[Collected data entries]
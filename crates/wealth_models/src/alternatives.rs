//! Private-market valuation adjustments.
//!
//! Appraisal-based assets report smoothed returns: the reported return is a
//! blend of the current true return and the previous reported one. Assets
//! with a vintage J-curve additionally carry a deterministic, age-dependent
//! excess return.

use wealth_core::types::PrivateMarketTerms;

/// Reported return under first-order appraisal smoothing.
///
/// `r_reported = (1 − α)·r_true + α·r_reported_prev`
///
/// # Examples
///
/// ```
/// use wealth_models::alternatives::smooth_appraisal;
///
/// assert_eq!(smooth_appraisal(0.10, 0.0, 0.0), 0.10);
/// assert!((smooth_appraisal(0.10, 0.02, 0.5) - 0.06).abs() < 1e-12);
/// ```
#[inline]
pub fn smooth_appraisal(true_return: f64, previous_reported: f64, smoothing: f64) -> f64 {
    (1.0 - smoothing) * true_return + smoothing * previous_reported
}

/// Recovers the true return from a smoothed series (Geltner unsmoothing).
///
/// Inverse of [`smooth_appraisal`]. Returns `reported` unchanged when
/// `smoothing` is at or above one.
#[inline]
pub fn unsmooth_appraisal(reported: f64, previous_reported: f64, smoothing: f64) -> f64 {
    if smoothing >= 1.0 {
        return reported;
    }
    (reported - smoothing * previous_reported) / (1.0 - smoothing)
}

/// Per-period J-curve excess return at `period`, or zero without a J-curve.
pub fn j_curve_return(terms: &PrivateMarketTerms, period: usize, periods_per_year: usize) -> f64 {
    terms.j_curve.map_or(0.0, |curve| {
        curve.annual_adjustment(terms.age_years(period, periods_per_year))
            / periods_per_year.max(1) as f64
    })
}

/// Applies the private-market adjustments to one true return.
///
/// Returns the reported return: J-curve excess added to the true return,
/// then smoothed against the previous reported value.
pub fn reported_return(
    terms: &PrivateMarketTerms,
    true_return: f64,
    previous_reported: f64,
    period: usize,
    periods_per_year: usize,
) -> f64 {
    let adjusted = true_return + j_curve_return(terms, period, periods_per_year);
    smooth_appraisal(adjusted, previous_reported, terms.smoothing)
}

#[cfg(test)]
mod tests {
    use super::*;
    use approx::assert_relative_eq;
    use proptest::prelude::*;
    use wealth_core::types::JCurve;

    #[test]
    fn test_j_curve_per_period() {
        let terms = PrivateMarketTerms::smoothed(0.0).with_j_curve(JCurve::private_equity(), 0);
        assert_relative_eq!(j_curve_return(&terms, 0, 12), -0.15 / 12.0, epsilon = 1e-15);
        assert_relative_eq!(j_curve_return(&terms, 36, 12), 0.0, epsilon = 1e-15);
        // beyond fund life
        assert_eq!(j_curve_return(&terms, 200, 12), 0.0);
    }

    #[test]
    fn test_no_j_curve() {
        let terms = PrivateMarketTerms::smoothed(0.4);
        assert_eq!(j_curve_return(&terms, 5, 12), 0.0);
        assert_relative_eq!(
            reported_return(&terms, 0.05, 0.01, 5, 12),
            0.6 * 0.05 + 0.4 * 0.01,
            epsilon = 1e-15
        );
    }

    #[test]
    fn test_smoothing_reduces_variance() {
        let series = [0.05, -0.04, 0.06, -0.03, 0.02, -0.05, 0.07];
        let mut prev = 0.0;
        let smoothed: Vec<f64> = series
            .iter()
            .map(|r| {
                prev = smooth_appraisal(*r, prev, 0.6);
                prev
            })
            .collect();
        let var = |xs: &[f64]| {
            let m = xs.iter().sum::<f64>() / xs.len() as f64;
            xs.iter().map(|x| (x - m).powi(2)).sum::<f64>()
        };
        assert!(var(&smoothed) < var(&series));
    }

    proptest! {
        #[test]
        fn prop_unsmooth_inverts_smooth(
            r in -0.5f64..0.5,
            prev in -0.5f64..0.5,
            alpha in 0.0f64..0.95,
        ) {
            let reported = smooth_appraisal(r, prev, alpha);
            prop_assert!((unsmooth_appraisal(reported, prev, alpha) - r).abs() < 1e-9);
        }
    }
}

==

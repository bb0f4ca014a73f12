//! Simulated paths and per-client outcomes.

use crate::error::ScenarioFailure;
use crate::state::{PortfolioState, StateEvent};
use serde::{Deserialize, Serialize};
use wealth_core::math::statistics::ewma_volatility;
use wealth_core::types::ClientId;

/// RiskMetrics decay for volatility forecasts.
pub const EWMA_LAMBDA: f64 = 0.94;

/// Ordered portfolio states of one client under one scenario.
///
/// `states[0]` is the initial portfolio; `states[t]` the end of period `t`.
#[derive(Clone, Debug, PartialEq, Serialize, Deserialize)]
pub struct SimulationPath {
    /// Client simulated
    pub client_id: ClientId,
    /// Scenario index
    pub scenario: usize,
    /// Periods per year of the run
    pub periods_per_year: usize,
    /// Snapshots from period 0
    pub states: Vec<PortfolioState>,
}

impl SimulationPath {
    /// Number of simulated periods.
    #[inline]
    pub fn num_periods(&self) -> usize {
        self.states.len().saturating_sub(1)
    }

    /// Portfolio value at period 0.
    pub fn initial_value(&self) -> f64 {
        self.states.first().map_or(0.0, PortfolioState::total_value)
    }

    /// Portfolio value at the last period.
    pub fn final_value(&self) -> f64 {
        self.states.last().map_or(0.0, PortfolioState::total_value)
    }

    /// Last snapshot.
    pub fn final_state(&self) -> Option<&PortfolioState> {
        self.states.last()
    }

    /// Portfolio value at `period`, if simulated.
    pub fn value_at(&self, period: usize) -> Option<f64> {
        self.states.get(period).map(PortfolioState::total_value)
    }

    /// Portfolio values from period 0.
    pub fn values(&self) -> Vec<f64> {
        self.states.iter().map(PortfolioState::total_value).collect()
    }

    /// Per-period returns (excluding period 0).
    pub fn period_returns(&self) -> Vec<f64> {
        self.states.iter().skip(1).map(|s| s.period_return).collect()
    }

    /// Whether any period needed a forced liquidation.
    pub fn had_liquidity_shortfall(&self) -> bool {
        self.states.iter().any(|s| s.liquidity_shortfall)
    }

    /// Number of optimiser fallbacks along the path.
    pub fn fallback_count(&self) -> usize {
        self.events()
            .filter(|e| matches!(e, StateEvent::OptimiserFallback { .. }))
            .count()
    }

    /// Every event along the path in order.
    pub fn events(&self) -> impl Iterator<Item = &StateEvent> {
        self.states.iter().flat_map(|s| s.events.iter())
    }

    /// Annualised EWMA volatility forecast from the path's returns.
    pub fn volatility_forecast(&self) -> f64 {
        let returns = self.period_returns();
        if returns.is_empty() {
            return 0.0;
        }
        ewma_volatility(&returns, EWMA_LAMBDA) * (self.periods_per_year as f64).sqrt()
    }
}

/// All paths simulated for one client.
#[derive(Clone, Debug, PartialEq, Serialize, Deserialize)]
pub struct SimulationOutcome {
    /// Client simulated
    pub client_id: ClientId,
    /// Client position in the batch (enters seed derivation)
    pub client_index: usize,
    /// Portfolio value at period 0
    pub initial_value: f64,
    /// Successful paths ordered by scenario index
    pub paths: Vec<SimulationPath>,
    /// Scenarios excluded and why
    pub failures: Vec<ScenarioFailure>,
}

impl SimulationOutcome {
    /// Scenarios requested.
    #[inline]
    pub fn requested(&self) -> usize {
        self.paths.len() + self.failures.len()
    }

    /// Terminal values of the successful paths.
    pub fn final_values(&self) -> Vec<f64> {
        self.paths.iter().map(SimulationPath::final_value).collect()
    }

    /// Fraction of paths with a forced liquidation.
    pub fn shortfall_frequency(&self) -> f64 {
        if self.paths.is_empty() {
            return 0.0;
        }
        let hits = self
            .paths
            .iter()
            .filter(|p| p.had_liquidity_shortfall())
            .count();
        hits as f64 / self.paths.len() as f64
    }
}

--

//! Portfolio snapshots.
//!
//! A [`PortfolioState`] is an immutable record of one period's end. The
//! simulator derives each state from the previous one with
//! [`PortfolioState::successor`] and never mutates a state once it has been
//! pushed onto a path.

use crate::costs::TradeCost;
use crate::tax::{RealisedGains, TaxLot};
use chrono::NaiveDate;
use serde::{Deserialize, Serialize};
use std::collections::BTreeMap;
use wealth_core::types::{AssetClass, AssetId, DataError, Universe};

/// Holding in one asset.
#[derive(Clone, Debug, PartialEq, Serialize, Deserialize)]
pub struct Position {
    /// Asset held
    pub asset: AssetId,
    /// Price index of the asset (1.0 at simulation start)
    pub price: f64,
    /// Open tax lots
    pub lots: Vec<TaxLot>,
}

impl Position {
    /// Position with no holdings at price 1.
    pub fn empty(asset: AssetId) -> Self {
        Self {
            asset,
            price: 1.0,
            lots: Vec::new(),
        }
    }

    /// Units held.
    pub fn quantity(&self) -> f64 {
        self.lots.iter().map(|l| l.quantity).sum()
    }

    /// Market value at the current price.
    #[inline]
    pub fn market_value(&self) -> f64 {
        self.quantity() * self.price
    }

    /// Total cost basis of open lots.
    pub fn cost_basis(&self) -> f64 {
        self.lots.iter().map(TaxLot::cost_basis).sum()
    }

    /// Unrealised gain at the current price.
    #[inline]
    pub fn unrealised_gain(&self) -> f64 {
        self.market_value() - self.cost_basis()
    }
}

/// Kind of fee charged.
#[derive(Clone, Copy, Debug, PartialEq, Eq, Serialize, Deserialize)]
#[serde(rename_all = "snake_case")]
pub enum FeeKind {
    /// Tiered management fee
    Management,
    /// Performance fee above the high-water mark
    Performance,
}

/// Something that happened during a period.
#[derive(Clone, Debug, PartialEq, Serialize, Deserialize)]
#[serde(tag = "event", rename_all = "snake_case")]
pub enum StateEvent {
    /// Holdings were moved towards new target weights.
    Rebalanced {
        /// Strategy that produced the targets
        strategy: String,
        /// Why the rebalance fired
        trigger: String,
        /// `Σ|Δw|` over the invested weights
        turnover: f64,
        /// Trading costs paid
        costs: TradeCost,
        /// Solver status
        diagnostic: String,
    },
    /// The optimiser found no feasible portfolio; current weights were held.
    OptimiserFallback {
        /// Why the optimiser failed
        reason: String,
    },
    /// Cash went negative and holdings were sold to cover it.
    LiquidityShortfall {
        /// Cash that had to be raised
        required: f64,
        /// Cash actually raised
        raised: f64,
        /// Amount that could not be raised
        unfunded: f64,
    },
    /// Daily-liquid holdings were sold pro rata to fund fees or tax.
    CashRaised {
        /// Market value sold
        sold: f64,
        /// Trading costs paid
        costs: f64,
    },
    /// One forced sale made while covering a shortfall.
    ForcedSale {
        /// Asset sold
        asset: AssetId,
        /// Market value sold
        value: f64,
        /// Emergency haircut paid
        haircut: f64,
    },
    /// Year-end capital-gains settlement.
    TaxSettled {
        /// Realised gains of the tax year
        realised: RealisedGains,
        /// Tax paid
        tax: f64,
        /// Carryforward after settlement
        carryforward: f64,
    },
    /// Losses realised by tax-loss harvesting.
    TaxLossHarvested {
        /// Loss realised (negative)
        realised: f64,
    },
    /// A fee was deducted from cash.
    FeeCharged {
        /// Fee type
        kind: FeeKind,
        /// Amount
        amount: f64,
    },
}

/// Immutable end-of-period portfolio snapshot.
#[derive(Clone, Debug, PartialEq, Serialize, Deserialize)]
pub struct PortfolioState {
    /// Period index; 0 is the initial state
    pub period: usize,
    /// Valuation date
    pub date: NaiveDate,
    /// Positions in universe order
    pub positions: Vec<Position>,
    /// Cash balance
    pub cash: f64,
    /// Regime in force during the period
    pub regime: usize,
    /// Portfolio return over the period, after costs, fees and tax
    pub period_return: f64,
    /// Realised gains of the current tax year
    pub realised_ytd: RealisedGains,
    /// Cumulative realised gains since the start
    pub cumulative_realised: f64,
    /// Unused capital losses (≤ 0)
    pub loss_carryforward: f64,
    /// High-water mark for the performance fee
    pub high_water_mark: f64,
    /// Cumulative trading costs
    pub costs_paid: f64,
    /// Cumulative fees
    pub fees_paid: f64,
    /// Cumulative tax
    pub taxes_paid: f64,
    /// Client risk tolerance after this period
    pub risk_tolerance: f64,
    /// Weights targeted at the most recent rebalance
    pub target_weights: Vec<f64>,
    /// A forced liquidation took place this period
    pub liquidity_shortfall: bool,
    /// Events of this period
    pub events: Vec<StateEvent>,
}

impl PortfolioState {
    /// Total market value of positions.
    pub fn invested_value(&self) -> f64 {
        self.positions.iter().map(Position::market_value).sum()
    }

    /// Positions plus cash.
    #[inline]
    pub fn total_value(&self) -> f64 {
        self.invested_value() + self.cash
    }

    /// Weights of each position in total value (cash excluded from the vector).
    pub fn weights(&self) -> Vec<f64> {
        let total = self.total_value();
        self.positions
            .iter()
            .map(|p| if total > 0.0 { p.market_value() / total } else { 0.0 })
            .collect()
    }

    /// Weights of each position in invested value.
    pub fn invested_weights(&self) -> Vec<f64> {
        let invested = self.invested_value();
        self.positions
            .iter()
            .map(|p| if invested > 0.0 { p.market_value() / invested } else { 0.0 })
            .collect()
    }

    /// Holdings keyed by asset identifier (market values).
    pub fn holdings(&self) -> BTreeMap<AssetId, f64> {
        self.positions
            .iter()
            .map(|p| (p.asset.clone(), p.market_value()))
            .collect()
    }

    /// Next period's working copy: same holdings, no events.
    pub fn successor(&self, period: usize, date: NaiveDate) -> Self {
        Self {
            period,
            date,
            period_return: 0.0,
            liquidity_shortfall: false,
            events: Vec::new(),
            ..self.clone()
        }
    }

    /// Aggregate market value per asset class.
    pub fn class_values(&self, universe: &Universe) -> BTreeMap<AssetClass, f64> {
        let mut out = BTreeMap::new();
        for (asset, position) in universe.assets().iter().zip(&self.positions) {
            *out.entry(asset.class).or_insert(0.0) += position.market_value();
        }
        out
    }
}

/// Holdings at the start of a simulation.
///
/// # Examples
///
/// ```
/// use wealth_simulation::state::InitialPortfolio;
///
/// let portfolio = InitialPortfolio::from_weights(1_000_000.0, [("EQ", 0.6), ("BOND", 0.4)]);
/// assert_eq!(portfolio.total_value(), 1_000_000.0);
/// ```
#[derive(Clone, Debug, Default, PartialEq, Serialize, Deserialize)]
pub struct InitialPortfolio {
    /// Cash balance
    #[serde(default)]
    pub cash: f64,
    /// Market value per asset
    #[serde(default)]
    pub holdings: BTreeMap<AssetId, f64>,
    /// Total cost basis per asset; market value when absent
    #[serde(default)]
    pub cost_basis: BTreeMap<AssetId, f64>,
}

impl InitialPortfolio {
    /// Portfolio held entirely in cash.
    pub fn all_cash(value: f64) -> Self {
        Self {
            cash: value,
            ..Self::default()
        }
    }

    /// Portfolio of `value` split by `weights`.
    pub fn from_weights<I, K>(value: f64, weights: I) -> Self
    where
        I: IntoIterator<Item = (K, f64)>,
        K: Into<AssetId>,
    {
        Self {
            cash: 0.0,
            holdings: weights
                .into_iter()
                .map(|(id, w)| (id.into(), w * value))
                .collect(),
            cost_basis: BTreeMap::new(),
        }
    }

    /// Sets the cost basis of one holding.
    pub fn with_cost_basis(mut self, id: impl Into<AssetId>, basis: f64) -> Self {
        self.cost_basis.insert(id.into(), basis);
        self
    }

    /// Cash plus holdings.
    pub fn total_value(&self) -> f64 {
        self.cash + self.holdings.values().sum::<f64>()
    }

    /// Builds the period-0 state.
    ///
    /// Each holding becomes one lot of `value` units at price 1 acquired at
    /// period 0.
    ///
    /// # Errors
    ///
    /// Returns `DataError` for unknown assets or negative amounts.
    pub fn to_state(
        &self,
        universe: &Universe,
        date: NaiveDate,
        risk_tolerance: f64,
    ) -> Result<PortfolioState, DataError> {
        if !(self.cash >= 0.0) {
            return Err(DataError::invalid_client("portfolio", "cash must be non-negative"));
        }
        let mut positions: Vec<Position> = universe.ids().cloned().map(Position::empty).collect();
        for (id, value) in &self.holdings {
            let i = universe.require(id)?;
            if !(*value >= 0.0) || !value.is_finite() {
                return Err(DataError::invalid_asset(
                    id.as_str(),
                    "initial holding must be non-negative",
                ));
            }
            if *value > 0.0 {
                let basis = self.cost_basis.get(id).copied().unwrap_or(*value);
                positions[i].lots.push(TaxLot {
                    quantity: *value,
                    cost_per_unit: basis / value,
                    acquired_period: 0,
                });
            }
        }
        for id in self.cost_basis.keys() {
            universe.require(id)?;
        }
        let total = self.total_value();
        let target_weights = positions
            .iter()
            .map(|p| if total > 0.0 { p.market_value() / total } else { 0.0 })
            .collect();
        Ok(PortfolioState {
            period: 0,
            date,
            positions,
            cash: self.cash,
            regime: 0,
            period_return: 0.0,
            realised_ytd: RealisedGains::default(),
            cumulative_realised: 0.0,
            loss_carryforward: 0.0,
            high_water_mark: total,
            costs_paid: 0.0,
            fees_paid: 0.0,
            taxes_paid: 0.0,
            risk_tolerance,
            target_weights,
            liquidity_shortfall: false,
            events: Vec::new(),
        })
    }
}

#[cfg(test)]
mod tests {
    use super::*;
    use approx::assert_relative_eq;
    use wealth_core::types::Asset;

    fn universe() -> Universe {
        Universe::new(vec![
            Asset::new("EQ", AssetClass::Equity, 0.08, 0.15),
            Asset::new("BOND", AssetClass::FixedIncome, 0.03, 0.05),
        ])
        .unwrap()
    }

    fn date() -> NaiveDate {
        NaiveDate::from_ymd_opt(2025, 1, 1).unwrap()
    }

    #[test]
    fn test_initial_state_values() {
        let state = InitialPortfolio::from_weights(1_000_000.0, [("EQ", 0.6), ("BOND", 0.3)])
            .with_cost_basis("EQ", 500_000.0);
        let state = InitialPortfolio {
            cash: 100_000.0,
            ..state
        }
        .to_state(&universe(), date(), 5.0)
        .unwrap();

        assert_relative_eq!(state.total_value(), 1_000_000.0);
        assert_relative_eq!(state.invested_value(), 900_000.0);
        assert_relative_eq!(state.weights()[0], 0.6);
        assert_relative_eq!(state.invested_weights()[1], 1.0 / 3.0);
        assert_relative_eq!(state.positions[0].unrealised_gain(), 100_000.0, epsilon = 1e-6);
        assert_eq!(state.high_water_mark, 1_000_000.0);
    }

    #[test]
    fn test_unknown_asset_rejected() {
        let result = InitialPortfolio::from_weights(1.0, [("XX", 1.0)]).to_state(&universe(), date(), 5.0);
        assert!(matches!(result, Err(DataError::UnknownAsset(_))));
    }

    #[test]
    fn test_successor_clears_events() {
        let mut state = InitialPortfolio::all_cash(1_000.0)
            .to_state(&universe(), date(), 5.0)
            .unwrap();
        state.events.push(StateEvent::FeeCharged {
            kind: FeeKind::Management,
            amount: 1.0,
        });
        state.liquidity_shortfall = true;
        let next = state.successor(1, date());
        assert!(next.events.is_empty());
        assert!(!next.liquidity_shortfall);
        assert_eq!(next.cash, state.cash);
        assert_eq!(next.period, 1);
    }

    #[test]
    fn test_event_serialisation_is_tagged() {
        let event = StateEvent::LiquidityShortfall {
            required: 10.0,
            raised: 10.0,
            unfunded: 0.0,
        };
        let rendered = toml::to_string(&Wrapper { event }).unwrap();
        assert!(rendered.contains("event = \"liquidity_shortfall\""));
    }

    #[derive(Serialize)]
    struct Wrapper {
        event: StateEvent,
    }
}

Instructions for the task: Each line of the entries above that contains "liquidation" must be copied into the answer.

Reply:
    /// Whether any period needed a forced liquidation.
    /// Fraction of paths with a forced liquidation.
    /// A forced liquidation took place this period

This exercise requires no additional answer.